Our hospital is evaluating the probable cause of infections regarding PICC lines.  We believe that PICC lines are not being cared for properly after insertion which is the result of infection.  Our PICC team uses aseptic technique to place PICC lines and as the supervisor I feel that all necessary means are being taken to prevent infection on our end.  But because of the infection rate, infection control is concerned that we could possibly be infecting the patient during insertion.  Is anyone else facing these infection control issues and if so what has the outcome been for you? 

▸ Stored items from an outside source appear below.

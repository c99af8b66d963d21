use tracing::info;

use crate::calls::CallMatrix;
use crate::config::MetaConfig;
use crate::cross::CrossDiseaseAggregator;
use crate::error::{MetaError, Result};
use crate::grouping::DiseaseGrouping;
use crate::matrix::SignedMatrix;
use crate::metrics::ReproducibilityMetrics;
use crate::permutation::PermutationNullEstimator;
use crate::results::MetaResults;
use crate::stouffer::StoufferCombiner;
use crate::study::StudyTable;
use crate::within::within_disease;

/// Cross-study meta-analysis of signed p/q-values
pub struct MetaAnalysis<'a> {
    matrix: SignedMatrix,
    studies: &'a StudyTable,
    config: MetaConfig,
}

impl<'a> MetaAnalysis<'a> {
    /// Prepares a run; the configured excluded studies are dropped here
    pub fn new(matrix: &SignedMatrix, studies: &'a StudyTable, config: MetaConfig) -> Self {
        let matrix = matrix.without_studies(&config.excluded_studies);
        Self {
            matrix,
            studies,
            config,
        }
    }

    /// Run the meta-analysis
    ///
    /// 1. Threshold the signed values into directional calls
    /// 2. Find the genera reproducible within each disease
    /// 3. Find the count-based core genera across diseases
    /// 4. Combine p-values with Stouffer's method
    /// 5. Build the permutation null for the core counts
    /// 6. Compute the reproducibility metrics
    pub fn run(&self) -> Result<MetaResults> {
        self.validate()?;
        let config = &self.config;
        let genera = self.matrix.genera();

        let calls = CallMatrix::from_signed(&self.matrix, config.threshold);
        info!(
            "{} genera over {} studies, {} significant calls",
            calls.n_genera(),
            calls.n_studies(),
            calls.count_significant()
        );

        let all_diseases = DiseaseGrouping::new(self.matrix.studies(), self.studies, &[])?;
        let core_diseases =
            DiseaseGrouping::new(self.matrix.studies(), self.studies, &config.excluded_diseases)?;

        let disease_labels = within_disease(&calls, genera, &all_diseases);

        let aggregator = CrossDiseaseAggregator::new(config.n_diseases, config.min_studies);
        let overall = aggregator.aggregate(&calls, genera, &core_diseases);
        let counts = overall.counts();
        info!(
            "Core genera: {} health, {} mixed, {} disease",
            counts.health, counts.mixed, counts.disease
        );

        let combiner = StoufferCombiner::new(config.weights);
        let stouffer = combiner.combine(&self.matrix, &core_diseases, self.studies)?;
        let stouffer_overall = stouffer.core_labels(config.stouffer_alpha);
        info!("Stouffer core genera: {}", stouffer_overall.len());

        let (null, empirical_pvalues) = if config.reps > 0 {
            let null = PermutationNullEstimator::new(aggregator, config.reps, config.seed)
                .estimate(&calls, &core_diseases);
            let pvalues = null.empirical_pvalues(counts);
            (Some(null), Some(pvalues))
        } else {
            (None, None)
        };

        let metrics = ReproducibilityMetrics::new(config.threshold, combiner, config.stouffer_alpha)
            .compute(&self.matrix, &all_diseases, self.studies, Some(&overall))?;

        Ok(MetaResults {
            disease_labels,
            overall,
            stouffer,
            stouffer_overall,
            null,
            empirical_pvalues,
            metrics,
        })
    }

    fn validate(&self) -> Result<()> {
        let config = &self.config;
        if config.n_diseases == 0 {
            return Err(MetaError::InvalidParameter("n_diseases must be at least 1".to_string()));
        }
        if config.min_studies == 0 {
            return Err(MetaError::InvalidParameter("min_studies must be at least 1".to_string()));
        }
        if !(0.0..=1.0).contains(&config.threshold.alpha) {
            return Err(MetaError::InvalidParameter(format!(
                "threshold {} is outside [0, 1]",
                config.threshold.alpha
            )));
        }
        Ok(())
    }
}
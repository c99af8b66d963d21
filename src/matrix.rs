use std::collections::{BTreeMap, HashSet};

use derive_new::new;
use itertools::Itertools;
use tracing::debug;

use crate::config::Threshold;
use crate::error::{MetaError, Result};
use crate::study::{StudyAliases, StudyId};
use crate::taxonomy::Lineage;

/// Signed values of one study, keyed by genus
#[derive(Debug, Clone, new)]
pub struct SignedSeries {
    pub study: StudyId,
    pub values: Vec<(Lineage, f64)>,
}

/// Signed p/q-values of genera (rows) across studies (columns)
///
/// Each cell is `None` when the genus was not observed in the study. A
/// present cell may hold `NaN` when the per-study statistic was degenerate.
/// Storage is column-major so that a study's values can be taken as a slice.
#[derive(Debug, Clone, PartialEq)]
pub struct SignedMatrix {
    genera: Vec<Lineage>,
    studies: Vec<StudyId>,
    columns: Vec<Vec<Option<f64>>>,
}

impl SignedMatrix {
    pub fn from_columns(
        genera: Vec<Lineage>,
        studies: Vec<StudyId>,
        columns: Vec<Vec<Option<f64>>>,
    ) -> Result<Self> {
        if let Some(genus) = genera.iter().duplicates().next() {
            return Err(MetaError::DuplicateGenus(genus.to_string()));
        }
        if let Some(study) = studies.iter().duplicates().next() {
            return Err(MetaError::DuplicateStudy(study.to_string()));
        }
        if columns.len() != studies.len() {
            return Err(MetaError::DimensionMismatch {
                context: "number of columns".to_string(),
                expected: studies.len(),
                actual: columns.len(),
            });
        }
        for (study, column) in studies.iter().zip(columns.iter()) {
            if column.len() != genera.len() {
                return Err(MetaError::DimensionMismatch {
                    context: format!("column {study}"),
                    expected: genera.len(),
                    actual: column.len(),
                });
            }
        }
        Ok(Self {
            genera,
            studies,
            columns,
        })
    }

    /// Joins per-study series into one matrix over the union of their genera
    ///
    /// Genera are sorted; a genus absent from a study is missing in that column.
    pub fn from_series(series: Vec<SignedSeries>) -> Result<Self> {
        let genera = series
            .iter()
            .flat_map(|s| s.values.iter().map(|(genus, _)| genus.clone()))
            .unique()
            .sorted()
            .collect::<Vec<_>>();
        let positions = genera
            .iter()
            .enumerate()
            .map(|(i, genus)| (genus.clone(), i))
            .collect::<BTreeMap<_, _>>();

        let mut studies = Vec::with_capacity(series.len());
        let mut columns = Vec::with_capacity(series.len());
        for s in series {
            let mut column = vec![None; genera.len()];
            for (genus, value) in s.values {
                let slot = &mut column[positions[&genus]];
                if slot.is_some() {
                    return Err(MetaError::DuplicateGenus(format!("{genus} in {}", s.study)));
                }
                *slot = Some(value);
            }
            studies.push(s.study);
            columns.push(column);
        }
        Self::from_columns(genera, studies, columns)
    }

    pub fn genera(&self) -> &[Lineage] {
        &self.genera
    }

    pub fn studies(&self) -> &[StudyId] {
        &self.studies
    }

    pub fn columns(&self) -> &[Vec<Option<f64>>] {
        &self.columns
    }

    pub fn column(&self, study: usize) -> &[Option<f64>] {
        &self.columns[study]
    }

    pub fn n_genera(&self) -> usize {
        self.genera.len()
    }

    pub fn n_studies(&self) -> usize {
        self.studies.len()
    }

    pub fn get(&self, genus: usize, study: usize) -> Option<f64> {
        self.columns[study][genus]
    }

    pub fn study_index(&self, study: &str) -> Option<usize> {
        self.studies.iter().position(|s| s.as_str() == study)
    }

    pub fn genus_index(&self, genus: &str) -> Option<usize> {
        self.genera.iter().position(|g| g.as_str() == genus)
    }

    /// Renames historical study identifiers onto their canonical ids
    pub fn rename_studies(&self, aliases: &StudyAliases) -> Result<Self> {
        let studies = self
            .studies
            .iter()
            .map(|study| aliases.canonical(study.as_str()))
            .collect();
        Self::from_columns(self.genera.clone(), studies, self.columns.clone())
    }

    /// Keeps the study columns at `indices`, in that order
    pub fn select_studies(&self, indices: &[usize]) -> Self {
        Self {
            genera: self.genera.clone(),
            studies: indices.iter().map(|i| self.studies[*i].clone()).collect(),
            columns: indices.iter().map(|i| self.columns[*i].clone()).collect(),
        }
    }

    /// Drops the named studies; names not present are ignored
    pub fn without_studies(&self, excluded: &[StudyId]) -> Self {
        let excluded = excluded.iter().collect::<HashSet<_>>();
        let keep = (0..self.n_studies())
            .filter(|i| !excluded.contains(&self.studies[*i]))
            .collect::<Vec<_>>();
        self.select_studies(&keep)
    }

    /// Keeps only the genera significant in at least one study
    pub fn retain_significant(&self, threshold: Threshold) -> Self {
        let keep = (0..self.n_genera())
            .filter(|g| {
                self.columns
                    .iter()
                    .any(|column| column[*g].is_some_and(|v| threshold.call(v).is_significant()))
            })
            .collect::<Vec<_>>();
        debug!(
            "Keeping {} of {} genera significant in at least one study",
            keep.len(),
            self.n_genera()
        );
        Self {
            genera: keep.iter().map(|g| self.genera[*g].clone()).collect(),
            studies: self.studies.clone(),
            columns: self
                .columns
                .iter()
                .map(|column| keep.iter().map(|g| column[*g]).collect())
                .collect(),
        }
    }
}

Any suggestions on where to find statistics about this issue?


At what point after

At what point after insertion do these infections occur? What are the signs and symptoms and what are the means of diagnosing this as a CRBSI? How are they showing that the PICC is the cause?

Catheters that have dwelled for less than 7 to 10 days have more biofilm on the external surfaces and infection in these patients would be related to skin antisepsis and insertion procedures.

Catheters that have dwelled longer than 10 days have more biofilm on the internal surfaces and infection in those patients would be directly related to hub management issues such as hub cleaning, changing tubing or injection caps properly, etc. Lynn 

Lynn Hadaway, M.Ed., RN, BC, CRNI

Lynn Hadaway Associates, Inc.

126 Main Street, PO Box 10

Milner, GA 30257


Office Phone 770-358-7861

When you say aseptic
When you say aseptic technique what exactly does that entail?  Are you following the CLAB bundle?--Maximun barriers--large drape--cap--mask--chloraprep, etc? 

Lisa Y., RN, BSN University of Pittsburgh Medical Center/Horizon IV Therapy

Yes, we treat our patients

Yes, we treat our patients as if they are having major surgery.  We sterile glove and gown, mask, drape, chloraprep, etc to minimize the risk of infection.  PICC line placements have increased in the past two quarters but infections have also increased which is how they are linking the two together I assume.


Thanks for the comments so far.

We use a central line

We use a central line dressing tech that changes all of our PICC and central lline dressings. She changes the dressing in the same manner that we place them, wearing mask, bonnet , sterile gown, sterile gloves and a large drape. Our infection rates are extremely low,  We place an average of 110 PICC's per month.

Karen Ratz,RN St. Lukes Hospital, Cedar Rapids,IA

First off I would have to

First off I would have to ask you what the rate is

that is I mean the rate by catheter days?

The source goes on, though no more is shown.